● WORK ITEM
Each line of the listing that includes "params" should be reported.

====================

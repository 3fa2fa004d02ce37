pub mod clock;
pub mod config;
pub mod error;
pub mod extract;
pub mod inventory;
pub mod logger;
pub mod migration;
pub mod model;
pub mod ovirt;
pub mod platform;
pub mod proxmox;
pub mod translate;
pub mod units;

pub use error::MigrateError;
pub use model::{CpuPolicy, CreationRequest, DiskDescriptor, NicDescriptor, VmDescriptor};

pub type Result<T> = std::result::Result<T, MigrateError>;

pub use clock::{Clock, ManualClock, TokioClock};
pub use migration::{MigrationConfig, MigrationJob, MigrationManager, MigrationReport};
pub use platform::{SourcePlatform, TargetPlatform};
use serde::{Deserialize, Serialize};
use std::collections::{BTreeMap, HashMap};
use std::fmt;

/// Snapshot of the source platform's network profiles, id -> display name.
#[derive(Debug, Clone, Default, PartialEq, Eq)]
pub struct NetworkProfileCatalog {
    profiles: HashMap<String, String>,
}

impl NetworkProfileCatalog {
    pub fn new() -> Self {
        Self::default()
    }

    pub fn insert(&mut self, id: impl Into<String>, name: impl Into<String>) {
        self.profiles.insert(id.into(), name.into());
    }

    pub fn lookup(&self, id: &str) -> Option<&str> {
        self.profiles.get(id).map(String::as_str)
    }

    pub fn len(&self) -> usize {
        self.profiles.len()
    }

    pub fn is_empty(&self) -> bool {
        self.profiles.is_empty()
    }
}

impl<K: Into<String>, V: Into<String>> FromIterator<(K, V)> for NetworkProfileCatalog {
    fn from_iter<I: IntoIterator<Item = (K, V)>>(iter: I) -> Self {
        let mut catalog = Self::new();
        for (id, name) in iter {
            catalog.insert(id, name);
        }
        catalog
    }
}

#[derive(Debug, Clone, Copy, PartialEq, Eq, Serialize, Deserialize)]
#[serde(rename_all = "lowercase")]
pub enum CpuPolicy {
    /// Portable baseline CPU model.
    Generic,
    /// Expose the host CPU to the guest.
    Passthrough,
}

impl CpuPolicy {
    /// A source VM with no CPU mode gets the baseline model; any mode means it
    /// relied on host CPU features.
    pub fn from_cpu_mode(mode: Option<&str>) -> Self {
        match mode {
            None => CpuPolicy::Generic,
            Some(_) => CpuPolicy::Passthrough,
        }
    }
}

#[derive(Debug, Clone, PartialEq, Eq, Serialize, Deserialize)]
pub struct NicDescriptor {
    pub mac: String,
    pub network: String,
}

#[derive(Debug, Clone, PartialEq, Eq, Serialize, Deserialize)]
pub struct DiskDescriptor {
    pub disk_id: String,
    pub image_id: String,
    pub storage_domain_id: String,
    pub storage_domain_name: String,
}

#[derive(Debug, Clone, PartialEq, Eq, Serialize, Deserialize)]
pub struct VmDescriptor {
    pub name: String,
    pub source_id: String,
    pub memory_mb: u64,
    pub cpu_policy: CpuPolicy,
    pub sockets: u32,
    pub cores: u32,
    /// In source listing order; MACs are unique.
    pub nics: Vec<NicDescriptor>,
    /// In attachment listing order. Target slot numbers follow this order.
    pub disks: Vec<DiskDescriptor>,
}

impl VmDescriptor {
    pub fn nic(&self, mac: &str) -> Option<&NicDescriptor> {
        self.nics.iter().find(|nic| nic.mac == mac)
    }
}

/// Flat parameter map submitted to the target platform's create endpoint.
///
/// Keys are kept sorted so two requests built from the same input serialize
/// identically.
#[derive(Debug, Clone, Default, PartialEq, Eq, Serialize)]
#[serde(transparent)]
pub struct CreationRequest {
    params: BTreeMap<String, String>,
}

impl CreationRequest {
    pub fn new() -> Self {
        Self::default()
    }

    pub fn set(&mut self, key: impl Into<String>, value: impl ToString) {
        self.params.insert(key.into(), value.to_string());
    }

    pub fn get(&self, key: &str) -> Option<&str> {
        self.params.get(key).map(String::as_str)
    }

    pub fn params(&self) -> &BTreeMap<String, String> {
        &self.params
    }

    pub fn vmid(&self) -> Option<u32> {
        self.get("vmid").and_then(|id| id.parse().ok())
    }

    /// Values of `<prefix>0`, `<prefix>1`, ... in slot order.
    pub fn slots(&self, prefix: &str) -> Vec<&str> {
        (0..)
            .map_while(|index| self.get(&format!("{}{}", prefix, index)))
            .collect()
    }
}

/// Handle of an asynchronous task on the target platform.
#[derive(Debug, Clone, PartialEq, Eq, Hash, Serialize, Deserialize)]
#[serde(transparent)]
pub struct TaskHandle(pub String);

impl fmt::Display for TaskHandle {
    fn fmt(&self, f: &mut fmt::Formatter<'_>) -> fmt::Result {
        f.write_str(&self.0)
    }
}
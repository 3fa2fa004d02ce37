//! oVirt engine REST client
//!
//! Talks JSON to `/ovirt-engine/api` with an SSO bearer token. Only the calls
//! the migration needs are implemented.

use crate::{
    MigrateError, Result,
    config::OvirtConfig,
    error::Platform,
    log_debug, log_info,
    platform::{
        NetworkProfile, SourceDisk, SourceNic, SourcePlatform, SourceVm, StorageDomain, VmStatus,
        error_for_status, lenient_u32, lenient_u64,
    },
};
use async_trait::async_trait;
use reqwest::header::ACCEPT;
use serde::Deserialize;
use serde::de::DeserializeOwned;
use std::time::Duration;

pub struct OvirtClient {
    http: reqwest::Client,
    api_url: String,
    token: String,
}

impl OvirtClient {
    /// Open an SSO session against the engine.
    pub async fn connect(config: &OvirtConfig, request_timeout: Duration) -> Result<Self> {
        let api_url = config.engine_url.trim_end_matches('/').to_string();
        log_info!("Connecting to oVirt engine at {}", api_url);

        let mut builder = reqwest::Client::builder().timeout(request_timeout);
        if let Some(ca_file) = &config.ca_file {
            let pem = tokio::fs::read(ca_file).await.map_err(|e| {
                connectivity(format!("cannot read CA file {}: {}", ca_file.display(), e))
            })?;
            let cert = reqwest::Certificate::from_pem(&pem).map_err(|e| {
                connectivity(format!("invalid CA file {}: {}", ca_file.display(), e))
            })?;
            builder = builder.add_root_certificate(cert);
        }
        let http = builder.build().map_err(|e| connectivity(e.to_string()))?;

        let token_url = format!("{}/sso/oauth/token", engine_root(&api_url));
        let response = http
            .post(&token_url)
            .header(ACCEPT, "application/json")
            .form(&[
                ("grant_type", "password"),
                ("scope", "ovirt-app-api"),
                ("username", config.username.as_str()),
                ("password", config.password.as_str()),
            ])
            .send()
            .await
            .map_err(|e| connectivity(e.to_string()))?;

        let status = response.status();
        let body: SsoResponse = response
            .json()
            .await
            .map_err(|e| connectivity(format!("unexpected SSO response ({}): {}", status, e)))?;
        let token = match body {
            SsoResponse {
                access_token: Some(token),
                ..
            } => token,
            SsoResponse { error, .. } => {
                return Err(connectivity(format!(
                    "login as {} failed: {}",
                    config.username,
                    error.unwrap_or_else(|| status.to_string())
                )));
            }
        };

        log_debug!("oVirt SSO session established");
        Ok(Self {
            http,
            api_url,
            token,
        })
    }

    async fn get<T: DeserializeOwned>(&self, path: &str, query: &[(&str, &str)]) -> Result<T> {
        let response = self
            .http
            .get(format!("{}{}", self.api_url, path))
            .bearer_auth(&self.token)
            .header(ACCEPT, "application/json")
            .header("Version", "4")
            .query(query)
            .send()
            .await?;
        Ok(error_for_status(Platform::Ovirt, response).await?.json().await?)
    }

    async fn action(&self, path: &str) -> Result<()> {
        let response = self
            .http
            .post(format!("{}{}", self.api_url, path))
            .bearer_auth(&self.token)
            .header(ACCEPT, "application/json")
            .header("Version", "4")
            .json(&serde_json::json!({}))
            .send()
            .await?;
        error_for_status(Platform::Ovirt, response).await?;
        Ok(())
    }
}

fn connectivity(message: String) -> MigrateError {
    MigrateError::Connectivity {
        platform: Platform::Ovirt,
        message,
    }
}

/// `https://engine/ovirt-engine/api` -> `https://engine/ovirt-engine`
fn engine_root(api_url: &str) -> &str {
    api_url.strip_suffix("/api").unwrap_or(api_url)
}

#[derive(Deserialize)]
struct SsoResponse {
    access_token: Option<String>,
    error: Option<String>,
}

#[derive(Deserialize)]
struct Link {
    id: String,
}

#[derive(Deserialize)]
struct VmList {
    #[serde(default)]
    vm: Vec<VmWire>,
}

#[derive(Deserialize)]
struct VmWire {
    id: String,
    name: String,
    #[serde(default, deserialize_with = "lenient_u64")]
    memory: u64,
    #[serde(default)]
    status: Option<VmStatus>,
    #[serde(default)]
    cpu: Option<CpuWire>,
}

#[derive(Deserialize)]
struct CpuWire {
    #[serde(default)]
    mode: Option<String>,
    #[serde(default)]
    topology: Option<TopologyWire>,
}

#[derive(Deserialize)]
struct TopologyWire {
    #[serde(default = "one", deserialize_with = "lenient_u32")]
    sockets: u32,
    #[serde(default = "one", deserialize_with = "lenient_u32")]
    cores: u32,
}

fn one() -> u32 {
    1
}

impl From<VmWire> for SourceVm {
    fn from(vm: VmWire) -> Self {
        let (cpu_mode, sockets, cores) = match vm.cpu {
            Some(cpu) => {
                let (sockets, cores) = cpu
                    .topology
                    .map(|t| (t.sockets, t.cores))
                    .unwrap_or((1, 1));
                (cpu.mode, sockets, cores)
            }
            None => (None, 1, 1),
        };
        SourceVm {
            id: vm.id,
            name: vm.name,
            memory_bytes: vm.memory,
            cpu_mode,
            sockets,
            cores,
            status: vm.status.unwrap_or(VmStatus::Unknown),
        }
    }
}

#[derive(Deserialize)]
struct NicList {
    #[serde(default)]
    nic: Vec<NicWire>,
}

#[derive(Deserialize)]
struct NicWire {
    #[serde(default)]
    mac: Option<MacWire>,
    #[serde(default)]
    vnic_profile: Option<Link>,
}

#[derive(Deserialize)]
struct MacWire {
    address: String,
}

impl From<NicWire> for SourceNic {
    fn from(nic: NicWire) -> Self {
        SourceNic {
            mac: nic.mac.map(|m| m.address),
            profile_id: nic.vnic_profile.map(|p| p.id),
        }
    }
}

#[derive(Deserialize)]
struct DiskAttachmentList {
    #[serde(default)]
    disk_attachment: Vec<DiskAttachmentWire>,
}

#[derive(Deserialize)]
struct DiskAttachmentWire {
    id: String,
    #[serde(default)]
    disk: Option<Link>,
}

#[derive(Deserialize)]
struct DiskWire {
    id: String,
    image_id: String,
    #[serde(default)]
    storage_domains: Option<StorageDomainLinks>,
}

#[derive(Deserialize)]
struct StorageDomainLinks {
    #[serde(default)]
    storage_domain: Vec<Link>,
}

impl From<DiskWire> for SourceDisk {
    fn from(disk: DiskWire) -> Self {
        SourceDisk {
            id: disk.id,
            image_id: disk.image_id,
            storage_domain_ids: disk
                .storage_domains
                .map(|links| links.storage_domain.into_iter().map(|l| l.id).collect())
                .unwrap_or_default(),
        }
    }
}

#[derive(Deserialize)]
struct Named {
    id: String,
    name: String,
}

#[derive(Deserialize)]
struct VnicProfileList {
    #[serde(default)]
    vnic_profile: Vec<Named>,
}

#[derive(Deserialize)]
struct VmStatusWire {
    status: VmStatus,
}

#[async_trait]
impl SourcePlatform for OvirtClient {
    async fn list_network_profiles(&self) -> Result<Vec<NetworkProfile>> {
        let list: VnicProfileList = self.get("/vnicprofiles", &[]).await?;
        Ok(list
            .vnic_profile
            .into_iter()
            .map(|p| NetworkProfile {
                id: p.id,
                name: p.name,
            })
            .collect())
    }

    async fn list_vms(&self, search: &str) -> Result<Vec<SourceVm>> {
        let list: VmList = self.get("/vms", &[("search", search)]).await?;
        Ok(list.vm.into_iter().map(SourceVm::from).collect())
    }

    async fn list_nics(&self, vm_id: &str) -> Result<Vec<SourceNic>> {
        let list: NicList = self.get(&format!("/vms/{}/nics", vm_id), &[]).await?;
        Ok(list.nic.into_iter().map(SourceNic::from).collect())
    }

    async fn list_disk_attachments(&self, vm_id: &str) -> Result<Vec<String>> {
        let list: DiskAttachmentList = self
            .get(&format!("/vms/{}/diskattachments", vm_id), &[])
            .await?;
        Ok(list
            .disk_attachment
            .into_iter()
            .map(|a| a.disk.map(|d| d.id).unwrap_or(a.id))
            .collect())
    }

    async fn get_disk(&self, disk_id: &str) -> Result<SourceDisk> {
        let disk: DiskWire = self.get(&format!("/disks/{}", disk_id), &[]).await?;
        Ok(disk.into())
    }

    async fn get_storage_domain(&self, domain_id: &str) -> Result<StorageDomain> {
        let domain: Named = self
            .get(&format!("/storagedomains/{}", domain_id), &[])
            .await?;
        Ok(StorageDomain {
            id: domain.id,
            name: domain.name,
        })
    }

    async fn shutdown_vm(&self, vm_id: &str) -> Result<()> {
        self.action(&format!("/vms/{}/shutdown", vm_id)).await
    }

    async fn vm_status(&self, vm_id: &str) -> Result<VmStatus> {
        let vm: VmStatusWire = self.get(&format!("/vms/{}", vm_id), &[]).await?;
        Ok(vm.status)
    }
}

====================

● RESULT FOR THIS EXERCISE
    params: BTreeMap<String, String>,
        self.params.insert(key.into(), value.to_string());
        self.params.get(key).map(String::as_str)
    pub fn params(&self) -> &BTreeMap<String, String> {
        &self.params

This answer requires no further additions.